Examine each line of the data, and copy the ones containing "ThemeToggle".

== Records for this exercise

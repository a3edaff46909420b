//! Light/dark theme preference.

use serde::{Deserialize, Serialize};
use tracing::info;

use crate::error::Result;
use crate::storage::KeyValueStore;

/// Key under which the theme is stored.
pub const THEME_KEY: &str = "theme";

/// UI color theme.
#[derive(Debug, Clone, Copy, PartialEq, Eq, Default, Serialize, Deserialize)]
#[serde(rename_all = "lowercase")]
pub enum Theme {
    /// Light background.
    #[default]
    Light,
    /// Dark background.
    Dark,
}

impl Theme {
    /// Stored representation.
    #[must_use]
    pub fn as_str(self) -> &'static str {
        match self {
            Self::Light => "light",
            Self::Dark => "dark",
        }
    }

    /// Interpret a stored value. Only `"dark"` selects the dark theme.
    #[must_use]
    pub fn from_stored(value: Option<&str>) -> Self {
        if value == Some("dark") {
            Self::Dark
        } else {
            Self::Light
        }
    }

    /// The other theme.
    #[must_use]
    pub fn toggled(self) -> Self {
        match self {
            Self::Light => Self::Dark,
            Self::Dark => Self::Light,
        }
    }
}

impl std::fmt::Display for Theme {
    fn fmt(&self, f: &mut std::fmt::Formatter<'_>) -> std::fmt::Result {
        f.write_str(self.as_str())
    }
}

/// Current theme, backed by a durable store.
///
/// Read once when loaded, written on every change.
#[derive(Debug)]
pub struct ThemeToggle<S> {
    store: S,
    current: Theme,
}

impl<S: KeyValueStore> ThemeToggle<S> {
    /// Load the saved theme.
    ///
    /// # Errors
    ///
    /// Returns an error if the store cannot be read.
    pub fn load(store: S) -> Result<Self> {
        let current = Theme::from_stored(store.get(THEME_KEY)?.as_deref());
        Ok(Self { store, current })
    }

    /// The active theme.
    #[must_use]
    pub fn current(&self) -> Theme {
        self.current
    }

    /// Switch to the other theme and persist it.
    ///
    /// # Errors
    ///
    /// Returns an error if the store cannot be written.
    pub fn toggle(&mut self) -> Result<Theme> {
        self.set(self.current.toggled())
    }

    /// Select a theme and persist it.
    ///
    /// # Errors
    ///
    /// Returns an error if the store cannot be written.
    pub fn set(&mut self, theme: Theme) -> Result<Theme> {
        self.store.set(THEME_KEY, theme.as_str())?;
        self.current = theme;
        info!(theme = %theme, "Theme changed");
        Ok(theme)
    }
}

====
== Records for this exercise

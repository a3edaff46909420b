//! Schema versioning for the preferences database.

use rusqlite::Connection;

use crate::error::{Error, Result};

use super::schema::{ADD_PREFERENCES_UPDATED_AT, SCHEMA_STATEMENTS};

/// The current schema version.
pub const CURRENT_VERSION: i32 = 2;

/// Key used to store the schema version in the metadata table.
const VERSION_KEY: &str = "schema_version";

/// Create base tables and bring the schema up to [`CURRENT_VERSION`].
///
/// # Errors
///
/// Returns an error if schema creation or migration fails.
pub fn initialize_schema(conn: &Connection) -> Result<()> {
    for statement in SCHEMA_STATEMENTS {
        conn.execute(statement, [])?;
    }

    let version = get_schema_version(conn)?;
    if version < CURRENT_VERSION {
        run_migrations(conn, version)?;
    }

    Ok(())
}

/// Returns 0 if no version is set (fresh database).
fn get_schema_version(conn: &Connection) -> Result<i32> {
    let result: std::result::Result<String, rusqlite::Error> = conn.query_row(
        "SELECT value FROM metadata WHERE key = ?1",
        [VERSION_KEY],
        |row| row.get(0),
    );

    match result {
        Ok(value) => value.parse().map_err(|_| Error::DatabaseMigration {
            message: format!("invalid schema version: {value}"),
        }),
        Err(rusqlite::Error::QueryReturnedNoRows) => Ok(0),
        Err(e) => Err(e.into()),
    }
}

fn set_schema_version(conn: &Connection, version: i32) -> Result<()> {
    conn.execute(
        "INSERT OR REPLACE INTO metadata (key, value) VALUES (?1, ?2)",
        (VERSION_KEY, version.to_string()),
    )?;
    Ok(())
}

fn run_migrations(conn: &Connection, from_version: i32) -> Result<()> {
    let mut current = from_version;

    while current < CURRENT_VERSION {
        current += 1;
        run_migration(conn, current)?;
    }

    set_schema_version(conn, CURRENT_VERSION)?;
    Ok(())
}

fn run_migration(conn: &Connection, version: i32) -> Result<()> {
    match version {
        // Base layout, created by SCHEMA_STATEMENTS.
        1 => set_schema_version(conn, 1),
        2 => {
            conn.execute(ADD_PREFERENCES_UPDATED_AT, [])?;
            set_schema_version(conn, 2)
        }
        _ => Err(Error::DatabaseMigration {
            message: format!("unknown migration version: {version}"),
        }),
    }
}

====
== Records for this exercise

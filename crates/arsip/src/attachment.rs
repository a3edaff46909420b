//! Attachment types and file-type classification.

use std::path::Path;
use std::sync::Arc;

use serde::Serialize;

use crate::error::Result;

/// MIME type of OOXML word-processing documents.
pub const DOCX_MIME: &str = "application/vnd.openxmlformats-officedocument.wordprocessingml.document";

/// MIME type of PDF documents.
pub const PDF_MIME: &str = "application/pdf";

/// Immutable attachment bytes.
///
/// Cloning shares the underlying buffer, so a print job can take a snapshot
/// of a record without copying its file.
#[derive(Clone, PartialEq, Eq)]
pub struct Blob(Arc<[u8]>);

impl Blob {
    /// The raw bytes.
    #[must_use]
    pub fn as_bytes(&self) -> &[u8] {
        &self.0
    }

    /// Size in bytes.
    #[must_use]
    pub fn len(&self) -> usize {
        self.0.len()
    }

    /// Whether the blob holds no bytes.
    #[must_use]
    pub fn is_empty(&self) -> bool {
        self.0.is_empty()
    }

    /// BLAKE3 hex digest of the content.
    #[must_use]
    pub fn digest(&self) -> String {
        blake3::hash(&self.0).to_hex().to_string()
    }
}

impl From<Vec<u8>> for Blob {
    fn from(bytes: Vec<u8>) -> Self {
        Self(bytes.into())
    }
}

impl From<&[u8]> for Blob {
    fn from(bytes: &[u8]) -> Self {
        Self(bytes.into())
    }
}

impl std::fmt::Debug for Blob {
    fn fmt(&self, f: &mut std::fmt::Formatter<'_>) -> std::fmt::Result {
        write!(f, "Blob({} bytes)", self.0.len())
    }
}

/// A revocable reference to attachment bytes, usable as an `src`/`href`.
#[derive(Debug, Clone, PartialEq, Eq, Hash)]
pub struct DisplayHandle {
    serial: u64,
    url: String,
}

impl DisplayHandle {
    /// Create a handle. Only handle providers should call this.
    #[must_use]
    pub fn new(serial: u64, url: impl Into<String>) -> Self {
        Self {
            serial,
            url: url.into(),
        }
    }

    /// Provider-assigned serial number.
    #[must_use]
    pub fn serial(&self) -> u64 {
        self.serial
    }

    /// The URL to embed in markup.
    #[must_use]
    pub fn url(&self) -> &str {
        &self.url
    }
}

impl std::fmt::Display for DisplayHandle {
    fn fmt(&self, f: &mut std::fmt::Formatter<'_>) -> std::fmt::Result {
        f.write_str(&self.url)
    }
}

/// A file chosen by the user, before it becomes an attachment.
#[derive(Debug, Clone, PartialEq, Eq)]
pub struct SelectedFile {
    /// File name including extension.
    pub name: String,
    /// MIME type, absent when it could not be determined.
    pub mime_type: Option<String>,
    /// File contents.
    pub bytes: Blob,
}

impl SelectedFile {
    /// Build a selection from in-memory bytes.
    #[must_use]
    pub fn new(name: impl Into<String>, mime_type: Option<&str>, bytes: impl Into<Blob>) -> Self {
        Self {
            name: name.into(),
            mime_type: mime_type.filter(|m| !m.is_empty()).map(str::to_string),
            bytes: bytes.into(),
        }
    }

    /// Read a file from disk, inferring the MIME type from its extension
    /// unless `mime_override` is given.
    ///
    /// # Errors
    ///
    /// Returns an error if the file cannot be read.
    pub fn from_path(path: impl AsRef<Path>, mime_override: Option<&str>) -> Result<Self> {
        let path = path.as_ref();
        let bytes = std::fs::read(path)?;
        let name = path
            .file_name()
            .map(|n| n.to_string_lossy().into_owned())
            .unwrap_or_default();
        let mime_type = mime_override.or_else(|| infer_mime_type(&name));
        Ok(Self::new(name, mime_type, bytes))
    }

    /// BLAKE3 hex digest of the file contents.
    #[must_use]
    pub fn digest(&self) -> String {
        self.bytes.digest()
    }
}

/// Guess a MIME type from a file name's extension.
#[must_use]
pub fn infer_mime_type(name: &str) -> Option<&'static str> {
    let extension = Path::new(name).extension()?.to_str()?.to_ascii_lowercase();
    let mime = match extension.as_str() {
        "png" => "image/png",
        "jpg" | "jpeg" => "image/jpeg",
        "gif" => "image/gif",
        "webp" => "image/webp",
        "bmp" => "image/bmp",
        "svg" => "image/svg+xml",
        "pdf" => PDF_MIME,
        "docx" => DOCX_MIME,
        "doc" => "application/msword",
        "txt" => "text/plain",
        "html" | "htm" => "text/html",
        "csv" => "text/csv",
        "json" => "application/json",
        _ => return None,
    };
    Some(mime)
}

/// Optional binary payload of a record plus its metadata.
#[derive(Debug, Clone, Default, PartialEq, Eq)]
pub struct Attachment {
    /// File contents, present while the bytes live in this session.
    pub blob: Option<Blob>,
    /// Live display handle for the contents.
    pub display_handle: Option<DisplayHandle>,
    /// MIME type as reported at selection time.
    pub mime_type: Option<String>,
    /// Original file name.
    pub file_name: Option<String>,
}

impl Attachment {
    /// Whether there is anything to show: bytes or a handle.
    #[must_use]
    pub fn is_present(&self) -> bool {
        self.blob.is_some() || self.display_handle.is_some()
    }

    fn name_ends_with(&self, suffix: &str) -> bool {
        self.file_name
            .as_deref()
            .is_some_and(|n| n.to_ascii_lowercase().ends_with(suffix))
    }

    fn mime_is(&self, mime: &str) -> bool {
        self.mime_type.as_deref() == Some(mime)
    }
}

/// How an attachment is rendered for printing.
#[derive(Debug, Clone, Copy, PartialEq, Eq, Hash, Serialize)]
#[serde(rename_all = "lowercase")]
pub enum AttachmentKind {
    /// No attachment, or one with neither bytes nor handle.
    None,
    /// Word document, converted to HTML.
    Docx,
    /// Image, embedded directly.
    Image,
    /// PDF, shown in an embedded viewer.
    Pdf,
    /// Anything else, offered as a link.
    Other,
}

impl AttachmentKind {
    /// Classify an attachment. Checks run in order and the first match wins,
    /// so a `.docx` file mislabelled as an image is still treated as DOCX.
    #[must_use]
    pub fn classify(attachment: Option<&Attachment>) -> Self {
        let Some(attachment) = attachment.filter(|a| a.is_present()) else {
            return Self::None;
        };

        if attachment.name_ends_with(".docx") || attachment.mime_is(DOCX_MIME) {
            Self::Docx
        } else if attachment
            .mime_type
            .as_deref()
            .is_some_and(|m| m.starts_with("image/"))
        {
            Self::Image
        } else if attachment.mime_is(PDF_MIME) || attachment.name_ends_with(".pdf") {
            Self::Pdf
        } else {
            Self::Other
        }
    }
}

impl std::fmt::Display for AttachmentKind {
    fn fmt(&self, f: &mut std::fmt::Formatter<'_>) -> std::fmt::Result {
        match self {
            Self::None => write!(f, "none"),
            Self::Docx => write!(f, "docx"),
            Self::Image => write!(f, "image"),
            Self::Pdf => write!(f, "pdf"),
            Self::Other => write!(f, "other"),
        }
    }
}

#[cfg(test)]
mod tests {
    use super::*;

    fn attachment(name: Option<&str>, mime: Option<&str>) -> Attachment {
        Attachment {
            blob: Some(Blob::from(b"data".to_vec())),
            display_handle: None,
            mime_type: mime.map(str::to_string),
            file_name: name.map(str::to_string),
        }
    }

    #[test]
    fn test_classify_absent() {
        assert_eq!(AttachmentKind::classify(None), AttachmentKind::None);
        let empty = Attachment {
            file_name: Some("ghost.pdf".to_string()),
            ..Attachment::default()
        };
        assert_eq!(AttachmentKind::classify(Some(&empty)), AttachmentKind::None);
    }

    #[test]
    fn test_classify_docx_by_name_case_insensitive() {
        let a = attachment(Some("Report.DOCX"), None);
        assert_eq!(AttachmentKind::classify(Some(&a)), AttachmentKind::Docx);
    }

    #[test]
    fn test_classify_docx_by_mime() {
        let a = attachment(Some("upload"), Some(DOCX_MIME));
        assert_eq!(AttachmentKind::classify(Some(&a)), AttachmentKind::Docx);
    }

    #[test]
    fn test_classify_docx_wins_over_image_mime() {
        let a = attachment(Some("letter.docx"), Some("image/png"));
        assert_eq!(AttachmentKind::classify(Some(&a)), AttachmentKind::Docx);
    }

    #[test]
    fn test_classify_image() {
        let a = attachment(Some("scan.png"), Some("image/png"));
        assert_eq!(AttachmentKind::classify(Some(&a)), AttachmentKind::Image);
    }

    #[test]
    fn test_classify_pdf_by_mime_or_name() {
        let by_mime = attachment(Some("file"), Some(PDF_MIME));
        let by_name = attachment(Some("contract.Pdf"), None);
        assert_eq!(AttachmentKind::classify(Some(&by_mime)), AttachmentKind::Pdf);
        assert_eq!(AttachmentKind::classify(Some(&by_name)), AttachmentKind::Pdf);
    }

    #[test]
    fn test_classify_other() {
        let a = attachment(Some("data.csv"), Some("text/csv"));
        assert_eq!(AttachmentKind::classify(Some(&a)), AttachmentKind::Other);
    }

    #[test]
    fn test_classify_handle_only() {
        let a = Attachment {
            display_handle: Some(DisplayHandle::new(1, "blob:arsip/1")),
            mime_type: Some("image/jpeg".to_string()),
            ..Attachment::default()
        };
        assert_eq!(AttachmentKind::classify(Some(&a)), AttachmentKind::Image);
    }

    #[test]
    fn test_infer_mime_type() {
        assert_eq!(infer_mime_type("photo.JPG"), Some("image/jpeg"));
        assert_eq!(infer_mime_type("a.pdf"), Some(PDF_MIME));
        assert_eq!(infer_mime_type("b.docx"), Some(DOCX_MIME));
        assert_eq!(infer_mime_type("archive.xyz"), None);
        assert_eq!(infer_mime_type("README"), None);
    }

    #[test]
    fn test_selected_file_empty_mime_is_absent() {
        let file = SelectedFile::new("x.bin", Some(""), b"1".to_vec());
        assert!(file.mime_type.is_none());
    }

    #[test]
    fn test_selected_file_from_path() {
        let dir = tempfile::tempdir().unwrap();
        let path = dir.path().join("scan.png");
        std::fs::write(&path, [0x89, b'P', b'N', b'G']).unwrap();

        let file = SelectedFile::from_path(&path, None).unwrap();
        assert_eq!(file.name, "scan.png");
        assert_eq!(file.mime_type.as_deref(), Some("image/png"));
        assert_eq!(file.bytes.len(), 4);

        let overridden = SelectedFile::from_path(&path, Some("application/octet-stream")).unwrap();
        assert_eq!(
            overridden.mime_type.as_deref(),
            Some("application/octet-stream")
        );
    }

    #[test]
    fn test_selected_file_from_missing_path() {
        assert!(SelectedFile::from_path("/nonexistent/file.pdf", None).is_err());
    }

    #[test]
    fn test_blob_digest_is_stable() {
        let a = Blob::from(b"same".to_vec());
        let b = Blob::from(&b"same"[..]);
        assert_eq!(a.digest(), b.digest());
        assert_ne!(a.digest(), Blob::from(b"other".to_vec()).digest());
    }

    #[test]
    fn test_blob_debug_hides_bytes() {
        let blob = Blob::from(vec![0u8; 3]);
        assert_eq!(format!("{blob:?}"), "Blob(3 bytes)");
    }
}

====

Expected answer
pub struct ThemeToggle<S> {
impl<S: KeyValueStore> ThemeToggle<S> {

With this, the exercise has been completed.